>>>

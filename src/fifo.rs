//! FIFO buffer types
//!
//! The LPS27HHW has a 128-slot FIFO; each slot holds one pressure sample
//! and one temperature sample (5 bytes). Samples are drained through the
//! output window at `FIFO_DATA_OUT_PRESS_XL` (0x78) .. `FIFO_DATA_OUT_TEMP_H`
//! (0x7C).
//!
//! # Example
//!
//! ```ignore
//! # use lps27hhw::{Lps27hhwDriver, DataRate, FifoMode};
//! # let mut sensor: Lps27hhwDriver<_> = todo!();
//! sensor.set_fifo_watermark(32)?;
//! sensor.set_fifo_mode(FifoMode::Stream)?;
//! sensor.set_data_rate(DataRate::Hz25)?;
//!
//! // Later, drain what is buffered
//! for _ in 0..sensor.fifo_data_level()? {
//!     let sample = sensor.read_fifo_sample()?;
//!     let hpa = sample.pressure_hpa();
//! }
//! # Ok::<(), lps27hhw::Error<()>>(())
//! ```

use crate::data::{pressure_from_bytes, pressure_to_hpa, temperature_from_bytes, temperature_to_celsius};

/// FIFO depth in samples
pub const FIFO_DEPTH: u8 = 128;

/// Bytes per FIFO slot (3 pressure + 2 temperature)
pub const FIFO_SAMPLE_SIZE: usize = 5;

/// Highest programmable watermark level (7-bit field)
pub const FIFO_WATERMARK_MAX: u8 = 0x7F;

/// FIFO operating mode (`FIFO_CTRL.TRIG_MODES` + `F_MODE`)
///
/// What happens to buffered samples on a mode change is defined by the
/// hardware; the driver only writes the selector.
#[derive(Debug, Default, Clone, Copy, PartialEq, Eq)]
#[cfg_attr(feature = "defmt", derive(defmt::Format))]
pub enum FifoMode {
    /// FIFO disabled, output registers hold the latest sample
    #[default]
    Bypass,
    /// Fill until full, then stop
    Fifo,
    /// Continuous mode, oldest samples discarded when full
    Stream,
    /// Stream mode that keeps the watermark level available
    DynamicStream,
    /// Bypass until an interrupt event, then FIFO
    BypassToFifo,
    /// Bypass until an interrupt event, then stream
    BypassToStream,
    /// Stream until an interrupt event, then FIFO
    StreamToFifo,
    /// Reserved mode code
    Unknown(u8),
}

impl FifoMode {
    /// Get the 3-bit register code
    #[must_use]
    pub const fn bits(self) -> u8 {
        match self {
            Self::Bypass => 0,
            Self::Fifo => 1,
            Self::Stream => 2,
            Self::DynamicStream => 3,
            Self::BypassToFifo => 5,
            Self::BypassToStream => 6,
            Self::StreamToFifo => 7,
            Self::Unknown(raw) => raw & 0x07,
        }
    }

    /// Decode the 3-bit register code
    #[must_use]
    pub const fn from_bits(bits: u8) -> Self {
        match bits & 0x07 {
            0 => Self::Bypass,
            1 => Self::Fifo,
            2 => Self::Stream,
            3 => Self::DynamicStream,
            5 => Self::BypassToFifo,
            6 => Self::BypassToStream,
            7 => Self::StreamToFifo,
            other => Self::Unknown(other),
        }
    }

    /// Check if this is one of the event-triggered modes
    #[must_use]
    pub const fn is_triggered(self) -> bool {
        matches!(
            self,
            Self::BypassToFifo | Self::BypassToStream | Self::StreamToFifo
        )
    }
}

/// FIFO flags (`FIFO_STATUS2`)
#[derive(Debug, Default, Clone, Copy, PartialEq, Eq)]
#[cfg_attr(feature = "defmt", derive(defmt::Format))]
pub struct FifoStatus {
    /// FIFO is completely filled
    pub full: bool,
    /// At least one sample was overwritten
    pub overrun: bool,
    /// Fill level is at or above the watermark
    pub watermark: bool,
}

impl FifoStatus {
    /// Check if any FIFO flag is set
    #[must_use]
    pub const fn any_set(&self) -> bool {
        self.full || self.overrun || self.watermark
    }
}

/// One raw sample drained from the FIFO output window
#[derive(Debug, Default, Clone, Copy, PartialEq, Eq)]
#[cfg_attr(feature = "defmt", derive(defmt::Format))]
pub struct FifoSample {
    /// 24-bit pressure, sign-extended
    pub pressure: i32,
    /// 16-bit temperature
    pub temperature: i16,
}

impl FifoSample {
    /// Decode one FIFO slot laid out as `[P_XL, P_L, P_H, T_L, T_H]`
    #[must_use]
    pub const fn from_bytes(bytes: [u8; FIFO_SAMPLE_SIZE]) -> Self {
        Self {
            pressure: pressure_from_bytes([bytes[0], bytes[1], bytes[2]]),
            temperature: temperature_from_bytes([bytes[3], bytes[4]]),
        }
    }

    /// Pressure in hPa
    #[must_use]
    pub fn pressure_hpa(&self) -> f32 {
        pressure_to_hpa(self.pressure)
    }

    /// Temperature in °C
    #[must_use]
    pub fn temperature_celsius(&self) -> f32 {
        temperature_to_celsius(self.temperature)
    }
}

<<<

## [PROMPT]
All lines from the one with "Temperature in °C" to the end of the material above should be copied exactly, both ends included, and nothing else.

## [ANSWER TO THE EXERCISE]
    /// Temperature in °C
    #[must_use]
    pub fn temperature_celsius(&self) -> f32 {
        temperature_to_celsius(self.temperature)
    }
}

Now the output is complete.